:: Task to complete ::
Exactly how many lines in this listing contain "when"? Only the number is needed.

:: Input for this task ::
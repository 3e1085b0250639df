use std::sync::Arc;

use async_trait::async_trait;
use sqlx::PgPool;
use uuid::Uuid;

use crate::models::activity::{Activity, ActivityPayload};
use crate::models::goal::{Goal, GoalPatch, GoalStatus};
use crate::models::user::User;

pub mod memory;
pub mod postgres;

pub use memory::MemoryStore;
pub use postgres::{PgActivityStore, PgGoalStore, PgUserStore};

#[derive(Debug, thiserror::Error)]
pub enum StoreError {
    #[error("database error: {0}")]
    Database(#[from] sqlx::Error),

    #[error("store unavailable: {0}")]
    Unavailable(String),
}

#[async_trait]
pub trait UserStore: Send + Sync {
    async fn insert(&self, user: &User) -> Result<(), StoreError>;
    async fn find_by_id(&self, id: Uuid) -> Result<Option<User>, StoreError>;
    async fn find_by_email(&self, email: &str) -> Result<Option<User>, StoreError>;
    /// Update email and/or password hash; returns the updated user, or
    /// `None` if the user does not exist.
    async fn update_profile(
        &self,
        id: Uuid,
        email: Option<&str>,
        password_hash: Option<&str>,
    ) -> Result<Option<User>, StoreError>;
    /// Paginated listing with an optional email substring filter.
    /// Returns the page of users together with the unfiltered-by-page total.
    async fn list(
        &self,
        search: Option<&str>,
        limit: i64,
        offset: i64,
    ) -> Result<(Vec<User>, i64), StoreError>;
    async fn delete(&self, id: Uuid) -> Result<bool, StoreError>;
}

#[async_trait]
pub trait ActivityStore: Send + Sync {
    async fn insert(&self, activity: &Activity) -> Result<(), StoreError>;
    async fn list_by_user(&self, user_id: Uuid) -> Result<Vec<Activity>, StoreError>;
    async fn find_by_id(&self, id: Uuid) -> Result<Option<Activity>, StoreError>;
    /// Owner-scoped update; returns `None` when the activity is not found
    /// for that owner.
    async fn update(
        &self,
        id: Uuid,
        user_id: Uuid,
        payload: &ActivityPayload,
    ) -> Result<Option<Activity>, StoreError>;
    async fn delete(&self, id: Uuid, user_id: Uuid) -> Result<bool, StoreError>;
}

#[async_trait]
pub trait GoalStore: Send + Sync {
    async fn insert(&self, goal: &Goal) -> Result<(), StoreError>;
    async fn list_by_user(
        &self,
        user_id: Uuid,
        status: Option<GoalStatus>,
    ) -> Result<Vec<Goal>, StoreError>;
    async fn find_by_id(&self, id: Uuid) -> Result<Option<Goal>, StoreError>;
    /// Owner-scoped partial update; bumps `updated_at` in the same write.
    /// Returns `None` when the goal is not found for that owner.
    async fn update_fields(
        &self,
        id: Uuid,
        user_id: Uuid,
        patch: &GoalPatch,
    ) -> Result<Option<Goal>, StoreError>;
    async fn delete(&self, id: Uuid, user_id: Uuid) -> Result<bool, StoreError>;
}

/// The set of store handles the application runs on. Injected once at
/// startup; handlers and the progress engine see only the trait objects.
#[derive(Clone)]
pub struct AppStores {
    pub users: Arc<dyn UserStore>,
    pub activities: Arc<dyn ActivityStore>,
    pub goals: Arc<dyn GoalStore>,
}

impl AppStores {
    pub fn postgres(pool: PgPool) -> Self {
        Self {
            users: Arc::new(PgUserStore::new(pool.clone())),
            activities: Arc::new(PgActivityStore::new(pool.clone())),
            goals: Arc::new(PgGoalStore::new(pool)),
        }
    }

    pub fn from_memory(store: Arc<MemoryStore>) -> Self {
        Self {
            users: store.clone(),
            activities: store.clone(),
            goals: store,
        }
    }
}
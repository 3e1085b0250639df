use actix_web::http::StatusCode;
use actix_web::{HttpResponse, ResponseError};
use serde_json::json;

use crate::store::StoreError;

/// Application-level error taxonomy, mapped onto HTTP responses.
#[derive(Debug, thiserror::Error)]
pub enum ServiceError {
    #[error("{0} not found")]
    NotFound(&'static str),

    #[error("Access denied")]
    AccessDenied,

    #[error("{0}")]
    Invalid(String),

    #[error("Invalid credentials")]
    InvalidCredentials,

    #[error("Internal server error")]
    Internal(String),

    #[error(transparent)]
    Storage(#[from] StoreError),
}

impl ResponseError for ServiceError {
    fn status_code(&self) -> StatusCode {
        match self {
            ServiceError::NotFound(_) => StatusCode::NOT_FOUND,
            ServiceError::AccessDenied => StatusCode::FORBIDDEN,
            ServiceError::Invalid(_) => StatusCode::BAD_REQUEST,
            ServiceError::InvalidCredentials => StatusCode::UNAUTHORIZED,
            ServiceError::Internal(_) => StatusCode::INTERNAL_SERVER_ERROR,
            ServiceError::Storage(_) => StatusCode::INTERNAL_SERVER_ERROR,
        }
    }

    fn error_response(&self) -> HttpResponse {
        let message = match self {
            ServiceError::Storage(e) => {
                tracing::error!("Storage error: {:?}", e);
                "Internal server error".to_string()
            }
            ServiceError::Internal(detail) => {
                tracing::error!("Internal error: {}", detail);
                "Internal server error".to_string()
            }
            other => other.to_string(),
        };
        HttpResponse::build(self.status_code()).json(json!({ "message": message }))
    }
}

:: Output for this exercise ::
2